IMPORTANT: Remember that this is only part of your practise routine. Keep doing what your were doing before you found WindWorks. The Point of Difference is very important. The free sensation we are developing vs how you instinctively play. This recognition will allow you to unlock inefficiencies.
“Seeming improvement” and “Blew up” are all part of the learning process. It takes time for the new normal to take over. An understanding of what is working and not working and why is very powerful and you simply observe these peaks and troughs. A simple, “wow, that’s interesting” observation with an non emotional attachment to a success or a failure is the healthiest way to practise #experiment.
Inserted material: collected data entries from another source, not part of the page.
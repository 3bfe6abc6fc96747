//! The owning simulation handle
//!
//! Wires the pure sim to its three timed callbacks: the frame tick, the
//! continuous-input ticker and the one-shot recovery timer. The handle owns
//! the state and the scheduler outright; there are no globals, so several
//! simulations can coexist. Tearing the handle down cancels all three
//! registrations, and a torn-down handle ignores everything - teardown also
//! runs on `Drop`, so no exit path leaks a live callback.

use std::time::Duration;

use crate::scheduler::{Scheduler, TaskId, TimerTask};
use crate::sim::input::InputEvent;
use crate::sim::state::{RunPhase, SimEvent, SimState};
use crate::sim::{player, tick};
use crate::tuning::Tuning;

/// Presentation callback surface.
///
/// `frame` runs after every simulated frame with the full pose state;
/// `phase_changed` runs on both the run-over and the recovery transition.
pub trait Presenter {
    fn frame(&mut self, state: &SimState);
    fn phase_changed(&mut self, from: RunPhase, to: RunPhase);
}

/// Presenter that discards everything; for headless runs.
#[derive(Debug, Default)]
pub struct NullPresenter;

impl Presenter for NullPresenter {
    fn frame(&mut self, _state: &SimState) {}
    fn phase_changed(&mut self, _from: RunPhase, _to: RunPhase) {}
}

/// A live simulation and its callback registrations.
pub struct Simulation {
    state: SimState,
    scheduler: Scheduler,
    frame_task: Option<TaskId>,
    input_task: Option<TaskId>,
    reset_task: Option<TaskId>,
    torn_down: bool,
}

impl Simulation {
    pub fn new(seed: u64) -> Self {
        Self::with_tuning(seed, Tuning::default())
    }

    pub fn with_tuning(seed: u64, tuning: Tuning) -> Self {
        let mut scheduler = Scheduler::new();
        let frame_task = scheduler.schedule_repeating(tuning.frame_interval(), TimerTask::Frame);
        let input_task = scheduler.schedule_repeating(tuning.input_tick(), TimerTask::InputPulse);
        log::info!("simulation started (seed {seed})");
        Self {
            state: SimState::with_tuning(seed, tuning),
            scheduler,
            frame_task: Some(frame_task),
            input_task: Some(input_task),
            reset_task: None,
            torn_down: false,
        }
    }

    pub fn state(&self) -> &SimState {
        &self.state
    }

    /// Forward a raw input event from the presentation layer.
    ///
    /// Key presses step the actor immediately; pointer events only flip the
    /// held flags sampled by the input ticker.
    pub fn handle_input(&mut self, event: InputEvent) {
        if self.torn_down {
            return;
        }
        log::trace!("input {event:?}");
        match event {
            InputEvent::KeyPressed(direction) => player::steer(&mut self.state, direction),
            InputEvent::KeyReleased(_) => {}
            InputEvent::PointerPressed(direction) => self.state.actor.held.press(direction),
            InputEvent::PointerReleased(direction) => self.state.actor.held.release(direction),
        }
    }

    /// Run every timed callback due by `now` and forward the results to the
    /// presenter. `now` is host time; tests pass synthetic values.
    pub fn pump(&mut self, now: Duration, presenter: &mut dyn Presenter) {
        if self.torn_down {
            return;
        }
        for task in self.scheduler.fire_due(now) {
            match task {
                TimerTask::Frame => {
                    tick::step(&mut self.state);
                    self.dispatch_events(presenter);
                    presenter.frame(&self.state);
                }
                TimerTask::InputPulse => player::pulse_held(&mut self.state),
                TimerTask::ResetRun => {
                    self.reset_task = None;
                    self.state.reset_run();
                    self.dispatch_events(presenter);
                }
            }
        }
    }

    /// Cancel the frame tick, the input ticker and any pending reset.
    /// Idempotent; every later call on the handle is a no-op.
    pub fn teardown(&mut self) {
        if self.torn_down {
            return;
        }
        self.torn_down = true;
        let registered = [
            self.frame_task.take(),
            self.input_task.take(),
            self.reset_task.take(),
        ];
        for task in registered.into_iter().flatten() {
            self.scheduler.cancel(task);
        }
        log::info!("simulation torn down at tick {}", self.state.time_ticks);
    }

    fn dispatch_events(&mut self, presenter: &mut dyn Presenter) {
        for event in self.state.drain_events() {
            let SimEvent::PhaseChanged { from, to } = event;
            if to == RunPhase::Over && self.reset_task.is_none() {
                let delay = self.state.tuning.reset_delay();
                self.reset_task = Some(self.scheduler.schedule_once(delay, TimerTask::ResetRun));
            }
            presenter.phase_changed(from, to);
        }
    }

    #[cfg(test)]
    pub fn state_mut(&mut self) -> &mut SimState {
        &mut self.state
    }
}

impl Drop for Simulation {
    fn drop(&mut self) {
        self.teardown();
    }
}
I am really going to start promoting the importance of understanding that you must keep playing your old way and add WindWorks as a refinement process, an update or an app, not a completely new operating system. People are not doing EVERYTHING incorrectly, there are just a lot of inefficiencies that are effecting progress that we can eliminate with a refined psychology and some funky little sensation development tricks. The Singing C Series shines the light on the big issues.
Stick with it,
Greg
Greg,
Thanks for elaborating on this. When I asked the questions I hadn’t yet started the Andante section, I now have and my questions were quickly answered and your note explained things to a greater degree. Ive been really working each section thru hard and spend at least 1 hr a day on your stuff. Doing it this way and in a kind of meditative manner seems to be getting the most out of this devoted practice and much of the first 2 sections has been absorbed and more is becoming second nature. For 2-3 months I’ve been stuck at hi c when trying to ascend without the push and air I normally add to sound the higher notes. I just couldn’t get past the c and sometimes couldn’t get it without resorting to old habits. I can easily play past ther with “normal” habits, but that’s not what this is about – I want better habits. I think I was spending too much time on the singing piece when I should have moved ahead a bit faster. I went thru a few lessons on the Andante and my questions were clarified (they were answered earlier and I didn’t get it) and I saw immediate improvement. I didn’t pick up a third but it all got easier and clearer and I have more endurance. I’m sure that doing it correctly will only build strength and eventually volume.
I urge everyone to just trust and maybe read ahead a bit 😂 I played good enough in the mid 60’s to get paid to play big band music, quit for 50 years, and started back hard 3 years ago. I’m confident that within a year I’ll be playing at that level and shortly after leaving that behind. All because of this program and how it consistently leading me to success and better play.